MOSCOU – La Russie a annoncé mardi qu’elle cesserait de participer à la Station spatiale internationale (ISS) “après 2024”, soulevant la question de sa survie au milieu des tensions russo-occidentales concernant l’agression russe en Ukraine.
Modèle de coopération internationale qui réunit l’Europe, le Japon, les États-Unis et la Russie, l’ISS a commencé à être assemblée en 1998. Sa retraite était prévue pour 2024, mais la NASA a estimé qu’elle pourrait être opérationnelle jusqu’en 2030.
La Russie joue un rôle clé dans le maintien de la station en orbite, mais certains de ses navires sont touchés par les sanctions occidentales suite à l’attaque contre l’Ukraine.
L’annonce par la Russie de vouloir se retirer de l’ISS intervient dix jours après la nomination d’un nouveau patron, Yuri Borisov, à la tête de l’Agence spatiale russe (Roscosmos), en remplacement de Dmitri Rogozine, connu pour son style agressif et son nationalisme extrême.

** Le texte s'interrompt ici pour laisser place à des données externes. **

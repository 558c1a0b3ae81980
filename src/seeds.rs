//! Seed management for rendering
//!
//! Provides separate seeds for each randomized stage, so running or
//! reordering one stage never shifts another stage's draws.

use xxhash_rust::xxh64::xxh64;

use crate::palette::ColorMode;

/// Seeds for all randomized render stages.
///
/// Each stage gets its own seed, derived from a master seed by default.
/// The variant seed can be overridden to reshuffle decoration looks without
/// changing which cells are decorated.
#[derive(Clone, Copy, Debug, PartialEq, Eq)]
pub struct RenderSeeds {
    /// Master seed (used for display/reference)
    pub master: u64,
    /// Rivers, ponds and forests
    pub biome: u64,
    /// Which cells get decorations, and of which type
    pub decorations: u64,
    /// Decoration offsets and sprite variants
    pub variants: u64,
    /// Landmark visiting order and rolls
    pub landmarks: u64,
    /// Atmospheric particles and stars
    pub particles: u64,
}

impl RenderSeeds {
    /// Create seeds from a master seed, deriving all sub-seeds deterministically.
    pub fn from_master(master: u64) -> Self {
        Self {
            master,
            biome: derive_seed(master, "biome"),
            decorations: derive_seed(master, "decorations"),
            variants: derive_seed(master, "variants"),
            landmarks: derive_seed(master, "landmarks"),
            particles: derive_seed(master, "particles"),
        }
    }

    /// Seeds for a stable identity (e.g. a username) rendered in a colour mode.
    pub fn from_identity(identity: &str, mode: ColorMode) -> Self {
        Self::from_master(master_seed(identity, mode))
    }

    /// Create a builder for customizing individual seeds
    pub fn builder(master: u64) -> RenderSeedsBuilder {
        RenderSeedsBuilder::new(master)
    }
}

/// Builder for customizing individual seeds while deriving others from master
pub struct RenderSeedsBuilder {
    seeds: RenderSeeds,
}

impl RenderSeedsBuilder {
    pub fn new(master: u64) -> Self {
        Self {
            seeds: RenderSeeds::from_master(master),
        }
    }

    /// Override the variant seed
    pub fn variants(mut self, seed: u64) -> Self {
        self.seeds.variants = seed;
        self
    }

    /// Override the biome seed
    pub fn biome(mut self, seed: u64) -> Self {
        self.seeds.biome = seed;
        self
    }

    pub fn build(self) -> RenderSeeds {
        self.seeds
    }
}

/// Hash an identity string and colour mode into a master seed.
///
/// XXH64 output is fixed by its format, so the same user gets the same
/// diorama on every platform and toolchain.
pub fn master_seed(identity: &str, mode: ColorMode) -> u64 {
    xxh64(mode.name().as_bytes(), xxh64(identity.as_bytes(), 0))
}

/// Derive a sub-seed from a master seed and a stage name.
fn derive_seed(master: u64, stage: &str) -> u64 {
    xxh64(stage.as_bytes(), master)
}

/// Display format for seeds (useful for reproducing a render)
impl std::fmt::Display for RenderSeeds {
    fn fmt(&self, f: &mut std::fmt::Formatter<'_>) -> std::fmt::Result {
        write!(
            f,
            "RenderSeeds {{ master: {}, biome: {}, decorations: {}, variants: {}, landmarks: {}, particles: {} }}",
            self.master, self.biome, self.decorations, self.variants, self.landmarks, self.particles,
        )
    }
}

“Il ne fait aucun doute que nous remplirons toutes nos obligations envers nos partenaires” de l’ISS, a déclaré M. Borisov, qui a été reçu au Kremlin par le président russe Vladimir Poutine, “mais la décision de quitter cette station après en 2024 qu’elle a été un exutoire. »

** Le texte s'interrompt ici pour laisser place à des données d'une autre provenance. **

//! Error type shared by the library and the binaries.

use thiserror::Error;

/// Everything that can go wrong outside the pure render pipeline.
///
/// The pipeline itself is total: once a [`crate::calendar::Grid`] exists,
/// rendering cannot fail. Errors come from validating input shape and from
/// the file/JSON plumbing around it.
#[derive(Debug, Error)]
pub enum DioramaError {
    #[error("invalid input: {reason}")]
    InvalidInput { reason: String },

    #[error("io error: {0}")]
    Io(#[from] std::io::Error),

    #[error("json error: {0}")]
    Json(#[from] serde_json::Error),
}

impl DioramaError {
    pub fn invalid(reason: impl Into<String>) -> Self {
        DioramaError::InvalidInput { reason: reason.into() }
    }
}

pub type Result<T> = std::result::Result<T, DioramaError>;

Quelques minutes plus tard, la NASA a déclaré qu’elle n’avait reçu aucune notification “officielle” d’un tel retrait après cette date.
“Je pense que d’ici là, nous commencerons à construire la station orbitale russe”, qui sera “la priorité absolue” du programme spatial national, a poursuivi M. Borisov.
“L’avenir des vols habités russes doit reposer avant tout sur un programme scientifique systématique et équilibré, afin que chaque vol nous enrichisse de connaissances dans le domaine spatial”, a-t-il précisé.
Pour l’analyste spatial russe Vitali Egorov, cette décision signifiera “une pause de plusieurs années pour les vols habités russes” car la Russie est loin d’avoir sa propre infrastructure en orbite.
“Il n’y aura pas de station orbitale russe en 2024, ou 2025 ou 2026”, a-t-il déclaré à l’AFP. “Créer une bonne station orbitale en trois ans, c’est presque irréel”.
Selon M. Egorov, même “avec les financements les plus généreux, cela prendra au moins dix ans”.
“Situation difficile”
Jusqu’à sa nomination à la tête de Roscosmos mi-juillet, M. Borisov, 65 ans, occupait le portefeuille de vice-Premier ministre chargé du complexe militaro-industriel russe, qui comprend le secteur spatial. Il a indiqué, avant M. Poutine, une volonté de fournir “avant tout les services spatiaux nécessaires à l’économie russe”, citant notamment la navigation, la communication et la transmission de données. Autant de domaines où Moscou est en retard sur les Américains. La coopération russo-occidentale dans le domaine spatial a été mise à rude épreuve par l’attaque lancée par la Russie depuis le 24 février contre son voisin l’Ukraine. Les sanctions occidentales imposées dans la foulée affectent en partie l’industrie aérospatiale russe et risquent d’avoir un impact sur l’ISS, dont certains approvisionnements pourraient être perturbés. M. Rogozine, l’ancien patron de Roscosmos, avait déjà laissé entendre qu’à cause de cela la Russie allait abandonner l’idée de prolonger la durée de vie de l’ISS jusqu’en 2030. Il a affirmé en mars que sans les Russes, l’ISS s’écraserait sur Terre car seule la partie russe a les moyens de corriger la trajectoire de la structure de 500 tonnes. Si la Russie ambitionne de relancer la course à l’espace de manière indépendante, elle fait face depuis des années à de sérieux problèmes, notamment une corruption endémique qui a ralenti ses programmes et son innovation. Jusqu’à l’attaque contre l’Ukraine, la coopération spatiale n’avait pas beaucoup souffert des tensions russo-occidentales. Mais ces derniers mois, plusieurs projets ont fait les frais de la guerre en Ukraine. L’Agence spatiale européenne (ESA) a annoncé la suspension de la mission russo-européenne ExoMars et la recherche d’alternatives pour lancer quatre autres missions. De son côté, Moscou a suspendu le lancement des satellites OneWeb, qui s’est tourné vers la société américaine SpaceX d’Elon Musk.